VIVIANE Lefèvre, interceptée hier matin par la gendarmerie, est en effet un « témoin important» dans l'affaire Loubna Benaïssa. Lorsque la petite fille disparaît le 5 août 1992, vers 12 h 30, à Ixelles, des témoins déclarent qu'un homme identifié plus tard comme étant Jacques Genevois, un informateur de la justice, avait rôdé dans le quartier où l'enfant avait disparu.

Genevois avait produit 3 alibis. Il avait expliqué que ce jour là, il était à Saint-Gilles, à la gare du midi. Il avait dit que la propriétaire de la maison qu'il occupe à Saint-Gilles revenait en train ce jour-là de Milan et qu'elle lui avait demandé de venir la chercher à la gare. Arrivé à la gare du midi, vers 12 h 30, il apprenait que le train de Milan avait du retard. Il patienta 2 heures à la buvette de la gare. Son premier alibi: la serveuse de la buvette. On ignore ce qu'il est advenu de ce témoignage.

Le second témoignage, c'est celui de la propriétaire, laquelle confirme que Genevois l'attendait bien à la gare vers 14 h 30, soit 2 heures après la disparition de Loubna...

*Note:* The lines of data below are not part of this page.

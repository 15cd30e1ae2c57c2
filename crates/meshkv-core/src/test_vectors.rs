//! Test vectors for cross-language validation of signed encodings
//!
//! Client implementations must reproduce these bytes exactly before their
//! signatures can be accepted by the mesh.

use crate::canonical::{canonical_bytes, write_sign_bytes};
use crate::crypto::*;
use crate::types::*;
use serde::Serialize;

/// Test vector output format (JSON serializable)
#[derive(Serialize)]
pub struct TestVector {
    pub name: String,
    pub description: String,
    pub inputs: serde_json::Value,
    pub canonical_bytes_hex: String,
    pub hash_hex: String,
}

/// Generate all test vectors as JSON
pub fn generate_test_vectors() -> Vec<TestVector> {
    vec![
        timestamped_write_vector(),
        content_only_write_vector(),
        peer_id_vector(),
        announce_body_vector(),
    ]
}

fn timestamped_write_vector() -> TestVector {
    let bytes = write_sign_bytes(SignatureScheme::Timestamped, "a", "k", b"v", 1).unwrap();
    TestVector {
        name: "write_timestamped".into(),
        description: "\"meshkv-write\" || 01 || 01 || len-prefixed fields || i64_be(ts)".into(),
        inputs: serde_json::json!({
            "db_name": "a",
            "key": "k",
            "value_hex": hex::encode(b"v"),
            "timestamp": 1,
        }),
        canonical_bytes_hex: hex::encode(&bytes),
        hash_hex: hex::encode(blake3::hash(&bytes).as_bytes()),
    }
}

fn content_only_write_vector() -> TestVector {
    let bytes = write_sign_bytes(SignatureScheme::ContentOnly, "a", "k", b"v", 1).unwrap();
    TestVector {
        name: "write_content_only".into(),
        description: "\"meshkv-write\" || 01 || 02 || len-prefixed fields".into(),
        inputs: serde_json::json!({
            "db_name": "a",
            "key": "k",
            "value_hex": hex::encode(b"v"),
        }),
        canonical_bytes_hex: hex::encode(&bytes),
        hash_hex: hex::encode(blake3::hash(&bytes).as_bytes()),
    }
}

fn peer_id_vector() -> TestVector {
    let kp = KeyPair::from_seed(&[7u8; 32]);
    let peer_id = kp.peer_id();
    TestVector {
        name: "peer_id_derivation".into(),
        description: "PeerId = BLAKE3(\"meshkv-peer-id-v1\" || public_key)".into(),
        inputs: serde_json::json!({
            "seed_hex": hex::encode([7u8; 32]),
            "public_key_hex": kp.public_key_hex(),
        }),
        canonical_bytes_hex: "".into(), // N/A, raw key input
        hash_hex: peer_id.to_hex(),
    }
}

fn announce_body_vector() -> TestVector {
    let kp = KeyPair::from_seed(&[9u8; 32]);
    let body = AnnounceBody {
        node_id: kp.peer_id(),
        public_key: kp.public_key(),
        network_address: Some("10.0.0.1:9100".into()),
        region: Some("eu-west".into()),
        client_version: Some("0.1.0".into()),
        is_mobile: false,
        timestamp: 1_700_000_000_000,
        known_peers: vec![],
    };
    let bytes = canonical_bytes(&body).unwrap();
    TestVector {
        name: "announce_body_canonical".into(),
        description: "postcard(AnnounceBody)".into(),
        inputs: serde_json::json!({
            "seed_hex": hex::encode([9u8; 32]),
            "timestamp": body.timestamp,
        }),
        canonical_bytes_hex: hex::encode(&bytes),
        hash_hex: hex::encode(blake3::hash(&bytes).as_bytes()),
    }
}

#[cfg(test)]
mod tests {
    use super::*;

    #[test]
    fn test_generate_vectors() {
        let vectors = generate_test_vectors();
        assert_eq!(vectors.len(), 4);

        // Print JSON for manual inspection / export
        let json = serde_json::to_string_pretty(&vectors).unwrap();
        println!("Test Vectors:\n{}", json);
    }

    #[test]
    fn test_timestamped_write_bytes_exact() {
        let v = timestamped_write_vector();
        assert_eq!(
            v.canonical_bytes_hex,
            concat!(
                "6d6573686b762d7772697465", // "meshkv-write"
                "01",                       // version
                "01",                       // scheme: timestamped
                "00000001", "61",           // db_name "a"
                "00000001", "6b",           // key "k"
                "00000001", "76",           // value "v"
                "0000000000000001",         // timestamp
            )
        );
    }

    #[test]
    fn test_content_only_write_bytes_exact() {
        let v = content_only_write_vector();
        assert_eq!(
            v.canonical_bytes_hex,
            concat!(
                "6d6573686b762d7772697465",
                "01",
                "02",
                "00000001", "61",
                "00000001", "6b",
                "00000001", "76",
            )
        );
    }

    #[test]
    fn test_peer_id_deterministic() {
        let v1 = peer_id_vector();
        let v2 = peer_id_vector();
        assert_eq!(v1.hash_hex, v2.hash_hex);
        assert_eq!(v1.hash_hex.len(), 64);
    }

    #[test]
    fn test_announce_deterministic() {
        let v1 = announce_body_vector();
        let v2 = announce_body_vector();
        assert_eq!(v1.canonical_bytes_hex, v2.canonical_bytes_hex);
    }
}
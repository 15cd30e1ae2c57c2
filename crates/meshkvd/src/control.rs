//! Control surface for embedding applications
//!
//! [`ControlSurface`] is the handle a client holds for the lifetime of the
//! app. It owns at most one running [`Node`]. Every call returns a typed
//! [`ApiError`] on failure.
//!
//! Storage calls run on the blocking pool. Network calls are queued on the
//! node and return immediately; their outcomes arrive as [`NodeEvent`]s.

use crate::config::NodeConfig;
use crate::events::{event_channel, NodeEvent};
use crate::gossip::validate_custom_topic;
use crate::node::{Node, NodeCommand, NodeError};
use crate::storage::{ApplyOutcome, Storage, StorageError};
use meshkv_core::crypto::{self, KeyPair};
use meshkv_core::types::{
    Entry, KeyPairHex, NodeInfo, NodeStatus, PeerId, PeerRecord, SignatureScheme, SignedWrite,
    MAX_MESSAGE_LENGTH,
};
use meshkv_net::{PeerAddr, QuicTransport, TransportError, TransportHandle};
use parking_lot::RwLock;
use serde::{Deserialize, Serialize};
use std::path::PathBuf;
use std::sync::Arc;
use thiserror::Error;
use tokio::sync::{broadcast, Mutex};
use tracing::info;

/// Tagged failure of a control-surface call
#[derive(Debug, Clone, PartialEq, Eq, Error, Serialize, Deserialize)]
#[serde(tag = "kind", content = "message")]
pub enum ApiError {
    #[error("node is not running")]
    NotRunning,
    #[error("node is already running")]
    AlreadyRunning,
    #[error("invalid input: {0}")]
    InvalidInput(String),
    #[error("rejected: {0}")]
    Rejected(String),
    #[error("storage error: {0}")]
    Storage(String),
    #[error("transport error: {0}")]
    Transport(String),
    #[error("lifecycle error: {0}")]
    Lifecycle(String),
    #[error("command queue is full")]
    Busy,
}

impl From<NodeError> for ApiError {
    fn from(e: NodeError) -> Self {
        match e {
            NodeError::Rejected(e) => ApiError::Rejected(e.to_string()),
            NodeError::Storage(e) => e.into(),
            NodeError::Transport(e) => ApiError::Transport(e.to_string()),
            NodeError::Identity(e) => ApiError::Lifecycle(e.to_string()),
            NodeError::Task(e) => ApiError::Lifecycle(e.to_string()),
            NodeError::Busy => ApiError::Busy,
            NodeError::Stopped => ApiError::NotRunning,
        }
    }
}

impl From<StorageError> for ApiError {
    fn from(e: StorageError) -> Self {
        match e {
            StorageError::InvalidNamespace(name) => {
                ApiError::InvalidInput(format!("invalid database name {:?}", name))
            }
            other => ApiError::Storage(other.to_string()),
        }
    }
}

impl From<meshkv_core::Error> for ApiError {
    fn from(e: meshkv_core::Error) -> Self {
        ApiError::InvalidInput(e.to_string())
    }
}

/// Owned handle to the node lifecycle
pub struct ControlSurface {
    node: RwLock<Option<Arc<Node>>>,
    /// Serializes start and stop
    lifecycle: Mutex<()>,
    events: broadcast::Sender<NodeEvent>,
}

impl Default for ControlSurface {
    fn default() -> Self {
        Self::new()
    }
}

impl ControlSurface {
    pub fn new() -> Self {
        Self {
            node: RwLock::new(None),
            lifecycle: Mutex::new(()),
            events: event_channel(),
        }
    }

    // -------------------------------------------------------------------------
    // Lifecycle
    // -------------------------------------------------------------------------

    /// Start a node with wallet-supplied identity and settings
    pub async fn start(
        &self,
        data_dir: impl Into<PathBuf>,
        wallet_secret_key: Option<String>,
        bootstrap_peers: Vec<String>,
        region: Option<String>,
    ) -> Result<NodeInfo, ApiError> {
        if let Some(secret) = &wallet_secret_key {
            KeyPair::from_secret_hex(secret)?;
        }
        for peer in &bootstrap_peers {
            peer.parse::<PeerAddr>()
                .map_err(|e| ApiError::InvalidInput(e.to_string()))?;
        }
        let config = NodeConfig {
            secret_key: wallet_secret_key,
            bootstrap: bootstrap_peers,
            region,
            ..NodeConfig::with_data_dir(data_dir)
        };
        self.start_with_config(config).await
    }

    /// Start a QUIC node from a full config
    pub async fn start_with_config(&self, config: NodeConfig) -> Result<NodeInfo, ApiError> {
        let listen = config.listen;
        self.start_with_transport(config, move |keypair| {
            QuicTransport::bind(keypair.clone(), listen)
        })
        .await
    }

    /// Start a node on a caller-supplied transport
    pub async fn start_with_transport<F>(
        &self,
        config: NodeConfig,
        make_transport: F,
    ) -> Result<NodeInfo, ApiError>
    where
        F: FnOnce(&KeyPair) -> Result<TransportHandle, TransportError>,
    {
        let _lifecycle = self.lifecycle.lock().await;
        if self.node.read().is_some() {
            return Err(ApiError::AlreadyRunning);
        }
        let node = Node::start_with_transport(config, self.events.clone(), make_transport)
            .await
            .map_err(|e| match e {
                NodeError::Transport(e) => ApiError::Transport(e.to_string()),
                other => ApiError::Lifecycle(other.to_string()),
            })?;
        let info = node.info();
        *self.node.write() = Some(node);
        Ok(info)
    }

    /// Stop the running node, if any
    pub async fn stop(&self) -> Result<(), ApiError> {
        let _lifecycle = self.lifecycle.lock().await;
        let node = self.node.write().take();
        if let Some(node) = node {
            node.stop().await;
            info!("Control surface released node {}", node.node_id().short());
        }
        Ok(())
    }

    pub fn is_node_running(&self) -> bool {
        self.node.read().as_ref().is_some_and(|node| node.is_running())
    }

    pub fn subscribe_events(&self) -> broadcast::Receiver<NodeEvent> {
        self.events.subscribe()
    }

    fn node(&self) -> Result<Arc<Node>, ApiError> {
        self.node
            .read()
            .as_ref()
            .filter(|node| node.is_running())
            .cloned()
            .ok_or(ApiError::NotRunning)
    }

    async fn with_storage<T, F>(&self, op: F) -> Result<T, ApiError>
    where
        T: Send + 'static,
        F: FnOnce(&Storage) -> Result<T, StorageError> + Send + 'static,
    {
        let storage = Arc::clone(self.node()?.storage());
        tokio::task::spawn_blocking(move || op(&storage))
            .await
            .map_err(|e| ApiError::Storage(e.to_string()))?
            .map_err(ApiError::from)
    }

    // -------------------------------------------------------------------------
    // Storage
    // -------------------------------------------------------------------------

    /// Store a client-signed write; the node supplies the timestamp
    pub async fn store_data(
        &self,
        db_name: &str,
        key: &str,
        value: &[u8],
        public_key: &str,
        signature: &str,
    ) -> Result<ApplyOutcome, ApiError> {
        let write = client_write(
            db_name,
            key,
            value,
            public_key,
            signature,
            crypto::now_millis(),
            SignatureScheme::ContentOnly,
        )?;
        Ok(self.node()?.submit_write(write).await?)
    }

    /// Store a client-signed write carrying its own timestamp
    pub async fn store_data_at(
        &self,
        db_name: &str,
        key: &str,
        value: &[u8],
        public_key: &str,
        signature: &str,
        timestamp: i64,
    ) -> Result<ApplyOutcome, ApiError> {
        let write = client_write(
            db_name,
            key,
            value,
            public_key,
            signature,
            timestamp,
            SignatureScheme::Timestamped,
        )?;
        Ok(self.node()?.submit_write(write).await?)
    }

    /// Store an unsigned entry that is never replicated
    pub async fn store_data_local(
        &self,
        db_name: &str,
        key: &str,
        value: &[u8],
    ) -> Result<ApplyOutcome, ApiError> {
        if db_name.is_empty() || key.is_empty() {
            return Err(ApiError::InvalidInput("empty database name or key".into()));
        }
        Ok(self
            .node()?
            .put_local(db_name.to_string(), key.to_string(), value.to_vec())
            .await?)
    }

    pub async fn get_data(&self, db_name: &str, key: &str) -> Result<Option<Entry>, ApiError> {
        let (db, k) = (db_name.to_string(), key.to_string());
        self.with_storage(move |s| Ok(s.get_entry(&db, &k)?.map(|e| e.to_entry(&db, &k))))
            .await
    }

    pub async fn get_all_entries(&self, db_name: &str) -> Result<Vec<Entry>, ApiError> {
        let db = db_name.to_string();
        self.with_storage(move |s| s.scan_all(Some(&db))).await
    }

    /// Every entry in every namespace, ordered by namespace then key
    pub async fn get_all_data(&self) -> Result<Vec<Entry>, ApiError> {
        self.with_storage(|s| s.scan_all(None)).await
    }

    pub async fn list_databases(&self) -> Result<Vec<String>, ApiError> {
        self.with_storage(|s| Ok(s.list_databases())).await
    }

    pub async fn list_keys(&self, db_name: &str) -> Result<Vec<String>, ApiError> {
        let db = db_name.to_string();
        self.with_storage(move |s| s.list_keys(&db)).await
    }

    /// Delete a key locally. Returns whether it existed.
    pub async fn delete_data(&self, db_name: &str, key: &str) -> Result<bool, ApiError> {
        let (db, k) = (db_name.to_string(), key.to_string());
        self.with_storage(move |s| s.delete(&db, &k)).await
    }

    // -------------------------------------------------------------------------
    // Network (fire-and-forget)
    // -------------------------------------------------------------------------

    pub fn send_gossip(&self, topic: &str, message: &[u8]) -> Result<(), ApiError> {
        if message.len() > MAX_MESSAGE_LENGTH {
            return Err(ApiError::InvalidInput(format!(
                "message is {} bytes (max {})",
                message.len(),
                MAX_MESSAGE_LENGTH
            )));
        }
        validate_custom_topic(topic).map_err(|e| ApiError::InvalidInput(e.to_string()))?;
        self.node()?.enqueue(NodeCommand::SendGossip {
            topic: topic.to_string(),
            content: message.to_vec(),
        })?;
        Ok(())
    }

    pub fn send_latency_request(&self, peer_id: &str) -> Result<(), ApiError> {
        let peer: PeerId = peer_id.parse()?;
        self.node()?.enqueue(NodeCommand::SendLatencyRequest(peer))?;
        Ok(())
    }

    /// Ask connected peers for writes newer than `since` (unix ms)
    pub fn request_sync(&self, since: Option<i64>) -> Result<(), ApiError> {
        self.node()?.enqueue(NodeCommand::RequestSync { since })?;
        Ok(())
    }

    // -------------------------------------------------------------------------
    // Snapshots
    // -------------------------------------------------------------------------

    pub fn get_node_info(&self) -> Result<NodeInfo, ApiError> {
        Ok(self.node()?.info())
    }

    /// Live status, or an all-zero snapshot when no node is running
    pub fn get_node_status(&self) -> NodeStatus {
        match self.node() {
            Ok(node) => node.status(),
            Err(_) => NodeStatus::default(),
        }
    }

    pub fn get_peers(&self) -> Result<Vec<PeerRecord>, ApiError> {
        Ok(self.node()?.peers())
    }

    // -------------------------------------------------------------------------
    // Utilities
    // -------------------------------------------------------------------------

    pub fn generate_keypair() -> KeyPairHex {
        crypto::generate_keypair()
    }

    pub fn generate_peer_id_from_secret_key(secret_key: &str) -> Result<String, ApiError> {
        Ok(crypto::derive_peer_id(secret_key)?.to_hex())
    }

    /// Hex signature of `message`
    pub fn sign_message_with_key(secret_key: &str, message: &[u8]) -> Result<String, ApiError> {
        Ok(hex::encode(crypto::sign(secret_key, message)?))
    }

    pub fn verify_message_signature(public_key: &str, message: &[u8], signature: &str) -> bool {
        crypto::verify_hex(public_key, message, signature)
    }

    pub fn generate_db_name(name: &str, public_key: &str) -> Result<String, ApiError> {
        Ok(crypto::generate_db_name(name, public_key)?)
    }

    pub fn verify_db_name(db_name: &str, public_key: &str) -> bool {
        crypto::verify_db_name(db_name, public_key)
    }

    pub fn extract_name_from_db(db_name: &str) -> Option<String> {
        crypto::extract_owner_name(db_name).map(str::to_string)
    }

    /// Check `timestamp` against the acceptance window around now
    pub fn validate_timestamp(timestamp: i64) -> Result<(), ApiError> {
        crypto::validate_timestamp(timestamp, crypto::now_millis())
            .map_err(|e| ApiError::Rejected(e.to_string()))
    }

    /// Hex signature for a write.
    ///
    /// With a timestamp the signature suits [`store_data_at`](Self::store_data_at);
    /// without one it suits [`store_data`](Self::store_data).
    pub fn sign_write(
        secret_key: &str,
        db_name: &str,
        key: &str,
        value: &[u8],
        timestamp: Option<i64>,
    ) -> Result<String, ApiError> {
        let keypair = KeyPair::from_secret_hex(secret_key)?;
        let write = match timestamp {
            Some(ts) => crypto::sign_write(&keypair, db_name, key, value, ts)?,
            None => crypto::sign_write_content(&keypair, db_name, key, value, 0)?,
        };
        Ok(hex::encode(write.signature))
    }
}
//! Configuration for meshkvd

use anyhow::Context;
use clap::Parser;
use meshkv_core::crypto::KeyPair;
use meshkv_core::types::ANNOUNCE_INTERVAL_SECS;
use meshkv_net::PeerAddr;
use serde::{Deserialize, Serialize};
use std::net::SocketAddr;
use std::path::{Path, PathBuf};
use std::time::Duration;

use crate::gossip::DEFAULT_GOSSIP_TTL;

/// File under the data directory holding the node identity
pub const NODE_STATE_FILE: &str = "node_state.json";
/// Delay before the first full sync after start
pub const INITIAL_SYNC_DELAY: Duration = Duration::from_secs(5);
/// Default session limit for peer exchange
pub const DEFAULT_MAX_PEERS: usize = 32;

/// meshkvd - replicated key-value storage node
#[derive(Parser, Debug, Clone)]
#[command(name = "meshkvd")]
#[command(about = "Peer-to-peer replicated key-value storage node")]
pub struct Config {
    /// UDP listen address for QUIC sessions
    #[arg(short, long, default_value = "0.0.0.0:9400")]
    pub listen: SocketAddr,

    /// Data directory for persistent storage
    #[arg(short, long, default_value = "./data/meshkvd")]
    pub data_dir: PathBuf,

    /// Hex Ed25519 secret key (generated and persisted when absent)
    #[arg(long, env = "MESHKV_SECRET_KEY", hide_env_values = true)]
    pub secret_key: Option<String>,

    /// Bootstrap peers (comma-separated node_id@ip:port)
    #[arg(long, value_delimiter = ',')]
    pub bootstrap: Vec<String>,

    /// Region label included in announcements
    #[arg(long)]
    pub region: Option<String>,

    /// Address peers should dial, if different from the listen address
    #[arg(long)]
    pub advertise: Option<SocketAddr>,

    /// Mark this node as a mobile client
    #[arg(long)]
    pub mobile: bool,

    /// Announce interval in seconds
    #[arg(long, default_value_t = ANNOUNCE_INTERVAL_SECS)]
    pub announce_interval_secs: u64,

    /// Peer expiry sweep interval in seconds
    #[arg(long, default_value = "30")]
    pub sweep_interval_secs: u64,

    /// Anti-entropy sync interval in seconds (0 disables)
    #[arg(long, default_value = "60")]
    pub sync_interval_secs: u64,

    /// Stop dialling exchanged peers at this many sessions
    #[arg(long, default_value_t = DEFAULT_MAX_PEERS)]
    pub max_peers: usize,

    /// Enable verbose logging
    #[arg(short, long)]
    pub verbose: bool,

    /// Log format (json or pretty)
    #[arg(long, default_value = "pretty")]
    pub log_format: String,
}

impl Config {
    /// Validate configuration
    pub fn validate(&self) -> anyhow::Result<()> {
        if self.announce_interval_secs == 0 {
            anyhow::bail!("Announce interval must be at least 1 second");
        }
        if self.sweep_interval_secs == 0 {
            anyhow::bail!("Sweep interval must be at least 1 second");
        }
        if self.max_peers == 0 {
            anyhow::bail!("max-peers must be at least 1");
        }
        if !matches!(self.log_format.as_str(), "json" | "pretty") {
            anyhow::bail!("Unknown log format {:?} (expected json or pretty)", self.log_format);
        }
        if let Some(secret) = &self.secret_key {
            KeyPair::from_secret_hex(secret).context("Invalid secret key")?;
        }
        for peer in &self.bootstrap {
            peer.parse::<PeerAddr>()
                .with_context(|| format!("Invalid bootstrap peer {:?}", peer))?;
        }
        Ok(())
    }

    pub fn into_node_config(self) -> NodeConfig {
        NodeConfig {
            data_dir: self.data_dir,
            listen: self.listen,
            secret_key: self.secret_key,
            bootstrap: self.bootstrap,
            region: self.region,
            advertise: self.advertise.map(|addr| addr.to_string()),
            is_mobile: self.mobile,
            announce_interval: Duration::from_secs(self.announce_interval_secs),
            sweep_interval: Duration::from_secs(self.sweep_interval_secs),
            sync_interval: Duration::from_secs(self.sync_interval_secs),
            max_peers: self.max_peers,
            ..NodeConfig::default()
        }
    }
}

/// Library-level node settings
#[derive(Debug, Clone)]
pub struct NodeConfig {
    pub data_dir: PathBuf,
    pub listen: SocketAddr,
    /// Wallet-supplied identity; persisted identity is used when absent
    pub secret_key: Option<String>,
    pub bootstrap: Vec<String>,
    pub region: Option<String>,
    pub advertise: Option<String>,
    pub is_mobile: bool,
    pub announce_interval: Duration,
    pub sweep_interval: Duration,
    /// Zero disables periodic anti-entropy
    pub sync_interval: Duration,
    pub initial_sync_delay: Duration,
    pub bootstrap_interval: Duration,
    /// Upper bound of the random delay before each bootstrap dial
    pub dial_jitter: Duration,
    pub max_peers: usize,
    pub gossip_ttl: u8,
    /// Capacity of the control command queue
    pub command_queue: usize,
    pub client_version: String,
}

impl Default for NodeConfig {
    fn default() -> Self {
        Self {
            data_dir: PathBuf::from("./data/meshkvd"),
            listen: SocketAddr::from(([0, 0, 0, 0], 9400)),
            secret_key: None,
            bootstrap: Vec::new(),
            region: None,
            advertise: None,
            is_mobile: false,
            announce_interval: Duration::from_secs(ANNOUNCE_INTERVAL_SECS),
            sweep_interval: Duration::from_secs(30),
            sync_interval: Duration::from_secs(60),
            initial_sync_delay: INITIAL_SYNC_DELAY,
            bootstrap_interval: crate::resilience::BOOTSTRAP_CYCLE,
            dial_jitter: crate::resilience::MAX_DIAL_JITTER,
            max_peers: DEFAULT_MAX_PEERS,
            gossip_ttl: DEFAULT_GOSSIP_TTL,
            command_queue: 256,
            client_version: concat!("meshkv/", env!("CARGO_PKG_VERSION")).to_string(),
        }
    }
}

impl NodeConfig {
    /// Config rooted at `data_dir` with everything else defaulted
    pub fn with_data_dir(data_dir: impl Into<PathBuf>) -> Self {
        Self {
            data_dir: data_dir.into(),
            ..Self::default()
        }
    }

    /// Parse the bootstrap list, skipping and logging malformed entries
    pub fn bootstrap_addrs(&self) -> Vec<PeerAddr> {
        self.bootstrap
            .iter()
            .filter_map(|peer| match peer.parse::<PeerAddr>() {
                Ok(addr) => Some(addr),
                Err(e) => {
                    tracing::warn!("Ignoring bootstrap peer {:?}: {}", peer, e);
                    None
                }
            })
            .collect()
    }
}

/// Persisted node state
#[derive(Debug, Clone, Serialize, Deserialize)]
pub struct NodeState {
    /// Hex Ed25519 seed of the node identity
    pub keypair_seed: String,
}

impl NodeState {
    pub fn path(data_dir: &Path) -> PathBuf {
        data_dir.join(NODE_STATE_FILE)
    }

    pub fn load(data_dir: &Path) -> std::io::Result<Option<Self>> {
        let path = Self::path(data_dir);
        match std::fs::read(&path) {
            Ok(bytes) => serde_json::from_slice(&bytes)
                .map(Some)
                .map_err(|e| std::io::Error::new(std::io::ErrorKind::InvalidData, e)),
            Err(e) if e.kind() == std::io::ErrorKind::NotFound => Ok(None),
            Err(e) => Err(e),
        }
    }

    /// Write the state file, readable by the owner only on unix
    pub fn save(&self, data_dir: &Path) -> std::io::Result<()> {
        std::fs::create_dir_all(data_dir)?;
        let json = serde_json::to_vec_pretty(self)
            .map_err(|e| std::io::Error::new(std::io::ErrorKind::InvalidData, e))?;
        let path = Self::path(data_dir);

        #[cfg(unix)]
        {
            use std::io::Write;
            use std::os::unix::fs::{OpenOptionsExt, PermissionsExt};
            let mut file = std::fs::OpenOptions::new()
                .write(true)
                .create(true)
                .truncate(true)
                .mode(0o600)
                .open(&path)?;
            file.set_permissions(std::fs::Permissions::from_mode(0o600))?;
            file.write_all(&json)?;
            file.sync_all()?;
        }
        #[cfg(not(unix))]
        std::fs::write(&path, &json)?;

        Ok(())
    }
}

/// Resolve the node identity.
///
/// A supplied secret key wins. Otherwise the persisted seed is loaded, or a
/// fresh key is generated and persisted.
pub fn load_or_create_identity(
    data_dir: &Path,
    secret_key: Option<&str>,
) -> Result<KeyPair, IdentityError> {
    if let Some(secret) = secret_key {
        return Ok(KeyPair::from_secret_hex(secret)?);
    }
    if let Some(state) = NodeState::load(data_dir)? {
        return Ok(KeyPair::from_secret_hex(&state.keypair_seed)?);
    }
    let keypair = KeyPair::generate();
    NodeState {
        keypair_seed: hex::encode(keypair.seed()),
    }
    .save(data_dir)?;
    Ok(keypair)
}

/// Identity loading errors
#[derive(Debug, thiserror::Error)]
pub enum IdentityError {
    #[error("Invalid secret key: {0}")]
    Key(#[from] meshkv_core::Error),
    #[error("Node state I/O error: {0}")]
    Io(#[from] std::io::Error),
}

#[cfg(test)]
mod tests {
    use super::*;
    use tempfile::tempdir;

    fn parse(args: &[&str]) -> Config {
        Config::try_parse_from(std::iter::once("meshkvd").chain(args.iter().copied())).unwrap()
    }

    #[test]
    fn test_defaults_validate() {
        let config = parse(&[]);
        config.validate().unwrap();
        let node = config.into_node_config();
        assert_eq!(node.announce_interval, Duration::from_secs(ANNOUNCE_INTERVAL_SECS));
        assert!(node.bootstrap.is_empty());
    }

    #[test]
    fn test_bootstrap_list_and_validation() {
        let id = KeyPair::generate().peer_id();
        let peers = format!("{}@127.0.0.1:9400,10.0.0.2:9400", id);
        let config = parse(&["--bootstrap", peers.as_str(), "--region", "eu"]);
        config.validate().unwrap();
        let node = config.into_node_config();
        assert_eq!(node.bootstrap_addrs().len(), 2);
        assert_eq!(node.region.as_deref(), Some("eu"));

        assert!(parse(&["--bootstrap", "nonsense"]).validate().is_err());
        assert!(parse(&["--log-format", "xml"]).validate().is_err());
        assert!(parse(&["--secret-key", "abcd"]).validate().is_err());
    }

    #[test]
    fn test_identity_persists_across_loads() {
        let dir = tempdir().unwrap();
        let first = load_or_create_identity(dir.path(), None).unwrap();
        let second = load_or_create_identity(dir.path(), None).unwrap();
        assert_eq!(first.peer_id(), second.peer_id());

        let wallet = KeyPair::generate();
        let supplied =
            load_or_create_identity(dir.path(), Some(&hex::encode(wallet.seed()))).unwrap();
        assert_eq!(supplied.peer_id(), wallet.peer_id());
    }

    #[cfg(unix)]
    #[test]
    fn test_state_file_is_private() {
        use std::os::unix::fs::PermissionsExt;
        let dir = tempdir().unwrap();
        load_or_create_identity(dir.path(), None).unwrap();
        let mode = std::fs::metadata(NodeState::path(dir.path()))
            .unwrap()
            .permissions()
            .mode();
        assert_eq!(mode & 0o777, 0o600);
    }
}
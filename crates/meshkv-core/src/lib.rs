//! meshkv core library
//!
//! This crate provides the identity primitives, canonical signing encodings,
//! and shared data types for the meshkv replicated key-value mesh.
//!
//! # Modules
//!
//! - [`types`]: Wire and data model types (PeerId, SignedWrite, PeerRecord, etc.)
//! - [`canonical`]: Deterministic byte layouts for signing
//! - [`crypto`]: Keypairs, signatures, namespace naming, timestamp windows
//! - [`error`]: Error types

pub mod canonical;
pub mod crypto;
pub mod error;
pub mod types;

#[cfg(test)]
mod test_vectors;

pub use crypto::KeyPair;
pub use error::{Error, Result};
pub use types::*;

3e témoignage: celui de Viviane Lefèvre qui connaît Genevois pour lui avoir fourni un avocat avant la disparition de Loubna. Dans une lettre au parquet de Neufchâteau, elle a confirmé que, le 5 août 1992, elle avait croisé Genevois en gare du Midi. Elle venait de Liège pour se rendre chez son avocat... Un conseil qui est aussi celui du « Dolo », l'établissement géré par Marleen De Cokere, la compagne de Nihoul...

Un avocat qui a subi une perquisition hier matin. Mais Viviane Lefèvre avait toujours refusé de venir témoigner personnellement à Neufchâteau. C'est pourquoi elle a été interceptée jeudi matin.

Pendant ce temps, Jacques Genevois se cache, comme il l'a confirmé téléphoniquement hier.